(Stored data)

=== Section Start ===

// SPDX-License-Identifier: MIT OR Apache-2.0
// Copyright (c) 2025 ciconf contributors

//! Error types
//!
//! Builder calls that receive a bad argument fail immediately; structural
//! problems such as a job without an executor surface when the pipeline is
//! composed. Advisory conditions are logged, never returned.

use miette::Diagnostic;
use std::path::PathBuf;
use thiserror::Error;

/// Result type for ciconf operations
pub type ConfigResult<T> = Result<T, ConfigError>;

/// Main error type for ciconf
#[derive(Error, Debug, Diagnostic)]
pub enum ConfigError {
    // ─────────────────────────────────────────────────────────────────────────
    // Builder Errors
    // ─────────────────────────────────────────────────────────────────────────
    #[error("You must set an executor for `{job}`")]
    #[diagnostic(
        code(ciconf::missing_executor),
        help("Attach one with `.executor(Docker::with_image(..))`, `Machine::new()` or `MacOs::new(..)`")
    )]
    MissingExecutor { job: String },

    #[error("Invalid argument: {reason}")]
    #[diagnostic(code(ciconf::invalid_argument))]
    InvalidArgument {
        reason: String,
        #[help]
        help: Option<String>,
    },

    #[error("Invalid configuration: {reason}")]
    #[diagnostic(code(ciconf::invalid_configuration))]
    InvalidConfiguration {
        reason: String,
        #[help]
        help: Option<String>,
    },

    // ─────────────────────────────────────────────────────────────────────────
    // Document Errors
    // ─────────────────────────────────────────────────────────────────────────
    #[error("Invalid document: {reason}")]
    #[diagnostic(code(ciconf::invalid_document))]
    InvalidDocument { reason: String },

    #[error("Workflow '{name}' not found in document")]
    #[diagnostic(
        code(ciconf::unknown_workflow),
        help("Run 'ciconf validate' to list the workflows in this document")
    )]
    UnknownWorkflow { name: String },

    #[error("Circular dependency detected in workflow '{workflow}'")]
    #[diagnostic(
        code(ciconf::circular_dependency),
        help("Review the `requires` lists of the jobs in this workflow to remove the cycle")
    )]
    CircularDependency { workflow: String, jobs: Vec<String> },

    // ─────────────────────────────────────────────────────────────────────────
    // File Errors
    // ─────────────────────────────────────────────────────────────────────────
    #[error("Failed to read file '{path}': {error}")]
    #[diagnostic(code(ciconf::file_read_error))]
    FileReadError { path: PathBuf, error: String },

    #[error("Failed to write file '{path}': {error}")]
    #[diagnostic(code(ciconf::file_write_error))]
    FileWriteError { path: PathBuf, error: String },

    // ─────────────────────────────────────────────────────────────────────────
    // IO/Serialization Errors
    // ─────────────────────────────────────────────────────────────────────────
    #[error("IO error: {message}")]
    #[diagnostic(code(ciconf::io_error))]
    Io { message: String },

    #[error("YAML error: {message}")]
    #[diagnostic(code(ciconf::yaml_error))]
    Yaml { message: String },

    #[error("JSON error: {message}")]
    #[diagnostic(code(ciconf::json_error))]
    Json { message: String },
}

impl From<std::io::Error> for ConfigError {
    fn from(e: std::io::Error) -> Self {
        Self::Io { message: e.to_string() }
    }
}

impl From<serde_yaml::Error> for ConfigError {
    fn from(e: serde_yaml::Error) -> Self {
        Self::Yaml { message: e.to_string() }
    }
}

impl From<serde_json::Error> for ConfigError {
    fn from(e: serde_json::Error) -> Self {
        Self::Json { message: e.to_string() }
    }
}

impl ConfigError {
    /// Create an invalid argument error without a hint
    pub fn invalid_argument(reason: impl Into<String>) -> Self {
        Self::InvalidArgument {
            reason: reason.into(),
            help: None,
        }
    }

    /// Create an invalid argument error with a hint on how to fix it
    pub fn invalid_argument_with_help(reason: impl Into<String>, help: impl Into<String>) -> Self {
        Self::InvalidArgument {
            reason: reason.into(),
            help: Some(help.into()),
        }
    }

    /// Create an invalid document error
    pub fn invalid_document(reason: impl Into<String>) -> Self {
        Self::InvalidDocument {
            reason: reason.into(),
        }
    }

    /// Whether this error was caused by a bad builder argument
    pub fn is_invalid_argument(&self) -> bool {
        matches!(self, Self::InvalidArgument { .. })
    }
}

=== Section End ===

About this task: Output the line bearing "invalid document error" along with all the lines after it through the end of the entries, exactly, and no other lines.

Result of this task:
    /// Create an invalid document error
    pub fn invalid_document(reason: impl Into<String>) -> Self {
        Self::InvalidDocument {
            reason: reason.into(),
        }
    }

    /// Whether this error was caused by a bad builder argument
    pub fn is_invalid_argument(&self) -> bool {
        matches!(self, Self::InvalidArgument { .. })
    }
}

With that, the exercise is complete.